C’est vrai, ma coloc va se faire prélever dans quelques jours et même si elle est rassurée, elle n’en reste pas moins stressée. Zoé, quant à elle… Il n’y a même pas besoin d’expliquer quoi que ce soit, sa situation est dramatique. Et moi… trop de boulot, c’est une raison suffisante ? Sans parler du fait que Malcolm me manque, et que je flippe de me retrouver dans la situation de nos auteurs interdits.
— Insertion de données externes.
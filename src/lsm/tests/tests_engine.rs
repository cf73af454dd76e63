use tempfile::tempdir;

use crate::lsm::{LsmConfig, LsmTree};

#[test]
fn set_get_and_range_query_basic() {
    let dir = tempdir().unwrap();
    let store = LsmTree::open(dir.path(), LsmConfig::default()).unwrap();
    store.set(b"a".to_vec(), b"1".to_vec()).unwrap();
    store.set(b"b".to_vec(), b"2".to_vec()).unwrap();
    store.set(b"c".to_vec(), b"3".to_vec()).unwrap();
    assert_eq!(store.get(b"b").unwrap(), Some(b"2".to_vec()));
    let mut range = store.range_query(b"a", b"c").unwrap();
    range.sort();
    assert_eq!(
        range,
        vec![
            (b"a".to_vec(), b"1".to_vec()),
            (b"b".to_vec(), b"2".to_vec()),
            (b"c".to_vec(), b"3".to_vec()),
        ]
    );
}

#[test]
fn overwrite_and_delete_semantics() {
    let dir = tempdir().unwrap();
    let store = LsmTree::open(dir.path(), LsmConfig::default()).unwrap();
    store.set(b"k".to_vec(), b"v1".to_vec()).unwrap();
    store.set(b"k".to_vec(), b"v2".to_vec()).unwrap();
    assert_eq!(store.get(b"k").unwrap(), Some(b"v2".to_vec()));
    store.delete(b"k".to_vec()).unwrap();
    assert_eq!(store.get(b"k").unwrap(), None);
}

#[test]
fn many_writes_trigger_at_least_one_flush() {
    let dir = tempdir().unwrap();
    let config = LsmConfig {
        max_memtable_size: 100,
        ..LsmConfig::default()
    };
    let store = LsmTree::open(dir.path(), config).unwrap();
    for i in 0..1500u32 {
        store.set(format!("k{i}").into_bytes(), i.to_le_bytes().to_vec()).unwrap();
    }
    assert_eq!(store.get(b"k0").unwrap(), Some(0u32.to_le_bytes().to_vec()));
    assert_eq!(
        store.get(b"k1499").unwrap(),
        Some(1499u32.to_le_bytes().to_vec())
    );
    let sstable_files: Vec<_> = std::fs::read_dir(dir.path())
        .unwrap()
        .filter_map(|e| e.ok())
        .filter(|e| e.file_name().to_string_lossy().starts_with("sstable_"))
        .collect();
    assert!(!sstable_files.is_empty());
}

#[test]
fn enough_sstables_trigger_compaction() {
    let dir = tempdir().unwrap();
    let config = LsmConfig {
        max_memtable_size: 1000,
        max_sstables: 5,
    };
    let store = LsmTree::open(dir.path(), config).unwrap();
    for i in 0..6000u32 {
        store.set(format!("k{i:05}").into_bytes(), i.to_le_bytes().to_vec()).unwrap();
    }
    let compacted = dir.path().join("sstable_compacted.db");
    assert!(compacted.exists());

    let numbered_files: Vec<_> = std::fs::read_dir(dir.path())
        .unwrap()
        .filter_map(|e| e.ok())
        .filter(|e| {
            let name = e.file_name().to_string_lossy().to_string();
            name.starts_with("sstable_") && name != "sstable_compacted.db"
        })
        .collect();
    assert!(numbered_files.is_empty());

    assert_eq!(store.get(b"k00000").unwrap(), Some(0u32.to_le_bytes().to_vec()));
    assert_eq!(
        store.get(b"k05999").unwrap(),
        Some(5999u32.to_le_bytes().to_vec())
    );
}

#[test]
fn newest_wins_across_memtable_and_sstable_generations() {
    let dir = tempdir().unwrap();
    let config = LsmConfig {
        max_memtable_size: 1,
        max_sstables: 100,
    };
    let store = LsmTree::open(dir.path(), config).unwrap();
    store.set(b"k".to_vec(), b"older".to_vec()).unwrap(); // flushes immediately (size 1)
    store.set(b"k".to_vec(), b"newer".to_vec()).unwrap(); // flushes again
    store.set(b"other".to_vec(), b"x".to_vec()).unwrap(); // lives in the memtable
    assert_eq!(store.get(b"k").unwrap(), Some(b"newer".to_vec()));
}

#[test]
fn recovery_without_close_replays_the_wal() {
    let dir = tempdir().unwrap();
    {
        let store = LsmTree::open(dir.path(), LsmConfig::default()).unwrap();
        store.set(b"a".to_vec(), b"1".to_vec()).unwrap();
        store.set(b"b".to_vec(), b"2".to_vec()).unwrap();
        // Simulate a crash: no close().
    }
    let store = LsmTree::open(dir.path(), LsmConfig::default()).unwrap();
    assert_eq!(store.get(b"a").unwrap(), Some(b"1".to_vec()));
    assert_eq!(store.get(b"b").unwrap(), Some(b"2".to_vec()));
}

#[test]
fn close_then_reopen_is_durable() {
    let dir = tempdir().unwrap();
    {
        let store = LsmTree::open(dir.path(), LsmConfig::default()).unwrap();
        store.set(b"a".to_vec(), b"1".to_vec()).unwrap();
        store.delete(b"a".to_vec()).unwrap();
        store.set(b"b".to_vec(), b"2".to_vec()).unwrap();
        store.close().unwrap();
    }
    let store = LsmTree::open(dir.path(), LsmConfig::default()).unwrap();
    assert_eq!(store.get(b"a").unwrap(), None);
    assert_eq!(store.get(b"b").unwrap(), Some(b"2".to_vec()));
}

#[test]
fn opening_a_path_that_is_a_plain_file_is_rejected() {
    let dir = tempdir().unwrap();
    let file_path = dir.path().join("not_a_dir");
    std::fs::write(&file_path, b"oops").unwrap();
    let err = LsmTree::open(&file_path, LsmConfig::default()).unwrap_err();
    assert!(matches!(err, crate::lsm::LsmError::InvalidArgument(_)));
}
//! Fixed 4 KiB page codec.
//!
//! Every page is exactly [`PAGE_SIZE`] bytes. Page 0 is [`Metadata`]; every
//! other page is a [`Node`](crate::btree::node::Node), encoded by
//! [`encode_page`] and decoded by [`decode_page`].

use crate::btree::node::{InternalNode, LeafNode, Node};
use crate::btree::BTreeError;
use crate::encoding::{Decode, Encode};

/// Fixed page size in bytes.
pub const PAGE_SIZE: usize = 4096;

/// Magic number identifying a valid index file, stored at the start of
/// page 0.
pub const METADATA_MAGIC: u32 = 0x1357_9BDF;

const LEAF_TAG: u8 = 1;
const INTERNAL_TAG: u8 = 0;

/// Page 0: tree-wide metadata.
#[derive(Debug, Clone, PartialEq, Eq)]
pub struct Metadata {
    pub order: u32,
    pub root_page_id: u32,
    pub free_pages: Vec<u32>,
}

impl Metadata {
    pub fn encode(&self) -> Result<[u8; PAGE_SIZE], BTreeError> {
        let mut buf = Vec::with_capacity(PAGE_SIZE);
        METADATA_MAGIC.encode_to(&mut buf)?;
        self.order.encode_to(&mut buf)?;
        (self.root_page_id as u64).encode_to(&mut buf)?;
        let free_count = u32::try_from(self.free_pages.len()).map_err(|_| {
            BTreeError::Internal("free page list exceeds u32::MAX entries".to_string())
        })?;
        free_count.encode_to(&mut buf)?;
        for id in &self.free_pages {
            id.encode_to(&mut buf)?;
        }
        if buf.len() > PAGE_SIZE {
            return Err(BTreeError::PageOverflow {
                encoded: buf.len(),
                page_size: PAGE_SIZE,
            });
        }
        buf.resize(PAGE_SIZE, 0);
        let mut page = [0u8; PAGE_SIZE];
        page.copy_from_slice(&buf);
        Ok(page)
    }

    pub fn decode(buf: &[u8]) -> Result<Self, BTreeError> {
        let (magic, mut offset) =
            u32::decode_from(buf).map_err(|e| BTreeError::Format(e.to_string()))?;
        if magic != METADATA_MAGIC {
            return Err(BTreeError::Format(format!(
                "bad metadata magic: expected {METADATA_MAGIC:#x}, found {magic:#x}"
            )));
        }
        let (order, consumed) =
            u32::decode_from(&buf[offset..]).map_err(|e| BTreeError::Format(e.to_string()))?;
        offset += consumed;
        let (root_page_id, consumed) =
            u64::decode_from(&buf[offset..]).map_err(|e| BTreeError::Format(e.to_string()))?;
        offset += consumed;
        let (free_count, consumed) =
            u32::decode_from(&buf[offset..]).map_err(|e| BTreeError::Format(e.to_string()))?;
        offset += consumed;
        let mut free_pages = Vec::with_capacity(free_count as usize);
        for _ in 0..free_count {
            let (id, consumed) =
                u32::decode_from(&buf[offset..]).map_err(|e| BTreeError::Format(e.to_string()))?;
            offset += consumed;
            free_pages.push(id);
        }
        let root_page_id = u32::try_from(root_page_id)
            .map_err(|_| BTreeError::Format("root page id exceeds u32::MAX".to_string()))?;
        Ok(Metadata {
            order,
            root_page_id,
            free_pages,
        })
    }
}

/// Encode a node to exactly [`PAGE_SIZE`] bytes.
pub fn encode_page(node: &Node) -> Result<[u8; PAGE_SIZE], BTreeError> {
    let mut buf = Vec::with_capacity(PAGE_SIZE);
    match node {
        Node::Leaf(leaf) => {
            LEAF_TAG.encode_to(&mut buf)?;
            let key_count = u16::try_from(leaf.keys.len())
                .map_err(|_| BTreeError::Internal("leaf key count exceeds u16::MAX".to_string()))?;
            key_count.encode_to(&mut buf)?;
            leaf.next_page_id.encode_to(&mut buf)?;
            for (key, value) in leaf.keys.iter().zip(leaf.values.iter()) {
                encode_key(key, &mut buf)?;
                value.encode_to(&mut buf)?;
            }
        }
        Node::Internal(internal) => {
            INTERNAL_TAG.encode_to(&mut buf)?;
            let key_count = u16::try_from(internal.keys.len()).map_err(|_| {
                BTreeError::Internal("internal key count exceeds u16::MAX".to_string())
            })?;
            key_count.encode_to(&mut buf)?;
            0u32.encode_to(&mut buf)?; // next_page_id unused for internal nodes
            for (key, child) in internal.keys.iter().zip(internal.children.iter()) {
                encode_key(key, &mut buf)?;
                child.encode_to(&mut buf)?;
            }
            let last_child = internal.children.last().ok_or_else(|| {
                BTreeError::Internal("internal node has no children".to_string())
            })?;
            last_child.encode_to(&mut buf)?;
        }
    }
    if buf.len() > PAGE_SIZE {
        return Err(BTreeError::PageOverflow {
            encoded: buf.len(),
            page_size: PAGE_SIZE,
        });
    }
    buf.resize(PAGE_SIZE, 0);
    let mut page = [0u8; PAGE_SIZE];
    page.copy_from_slice(&buf);
    Ok(page)
}

/// Decode a page previously produced by [`encode_page`].
pub fn decode_page(page_id: u32, buf: &[u8]) -> Result<Node, BTreeError> {
    if buf.len() != PAGE_SIZE {
        return Err(BTreeError::Format(format!(
            "page buffer is {} bytes, expected {PAGE_SIZE}",
            buf.len()
        )));
    }
    let (tag, mut offset) =
        u8::decode_from(buf).map_err(|e| BTreeError::Format(e.to_string()))?;
    let (key_count, consumed) =
        u16::decode_from(&buf[offset..]).map_err(|e| BTreeError::Format(e.to_string()))?;
    offset += consumed;
    let (next_page_id, consumed) =
        u32::decode_from(&buf[offset..]).map_err(|e| BTreeError::Format(e.to_string()))?;
    offset += consumed;

    match tag {
        LEAF_TAG => {
            let mut keys = Vec::with_capacity(key_count as usize);
            let mut values = Vec::with_capacity(key_count as usize);
            for _ in 0..key_count {
                let (key, consumed) = decode_key(&buf[offset..])?;
                offset += consumed;
                let (value, consumed) =
                    u32::decode_from(&buf[offset..]).map_err(|e| BTreeError::Format(e.to_string()))?;
                offset += consumed;
                keys.push(key);
                values.push(value);
            }
            Ok(Node::Leaf(LeafNode {
                page_id,
                keys,
                values,
                next_page_id,
            }))
        }
        INTERNAL_TAG => {
            let mut keys = Vec::with_capacity(key_count as usize);
            let mut children = Vec::with_capacity(key_count as usize + 1);
            for _ in 0..key_count {
                let (key, consumed) = decode_key(&buf[offset..])?;
                offset += consumed;
                let (child, consumed) =
                    u32::decode_from(&buf[offset..]).map_err(|e| BTreeError::Format(e.to_string()))?;
                offset += consumed;
                keys.push(key);
                children.push(child);
            }
            let (last_child, _) =
                u32::decode_from(&buf[offset..]).map_err(|e| BTreeError::Format(e.to_string()))?;
            children.push(last_child);
            Ok(Node::Internal(InternalNode {
                page_id,
                keys,
                children,
            }))
        }
        other => Err(BTreeError::Format(format!("bad page tag: {other}"))),
    }
}

fn encode_key(key: &[u8], buf: &mut Vec<u8>) -> Result<(), BTreeError> {
    let len = u16::try_from(key.len())
        .map_err(|_| BTreeError::Internal("key exceeds u16::MAX bytes".to_string()))?;
    len.encode_to(buf)?;
    buf.extend_from_slice(key);
    Ok(())
}

fn decode_key(buf: &[u8]) -> Result<(Vec<u8>, usize), BTreeError> {
    let (len, mut offset) =
        u16::decode_from(buf).map_err(|e| BTreeError::Format(e.to_string()))?;
    let len = len as usize;
    if buf.len() < offset + len {
        return Err(BTreeError::Format("truncated key in page".to_string()));
    }
    let key = buf[offset..offset + len].to_vec();
    offset += len;
    Ok((key, offset))
}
Je sors ce qu’il faut à notre nouvelle colocataire pour qu’elle puisse se doucher et se changer, et file au premier pour changer les draps de mon lit avant de moi-même réquisitionner la salle de bain. Trois nanas pour une seule douche, deux lits, et une bouteille de vin de Mathilde… La colocation pourrait avoir quelque chose d’agréable, mais impossible d’occulter ce qui se passe au poste des gardes comme pour Zoé. Nous épargnons cependant un état des lieux de la situation à Liz, pour ce soir, et nous nous gardons bien de lui dire que Zoé est recherchée par le Conseil. Il faudra en revanche que je pense à lui dire, demain matin, qu’elle doit garder pour elle ce ménage à trois. J’ai l’impression qu’en quelques mois, ma vie a totalement vrillé et est devenue dix fois plus compliquée… C’est fou, surtout que je ne regrette pas malgré tout. Du moins pas en ce qui concerne mon poète. Pour le reste… c’est trop dramatique pour ne pas vouloir arranger les choses.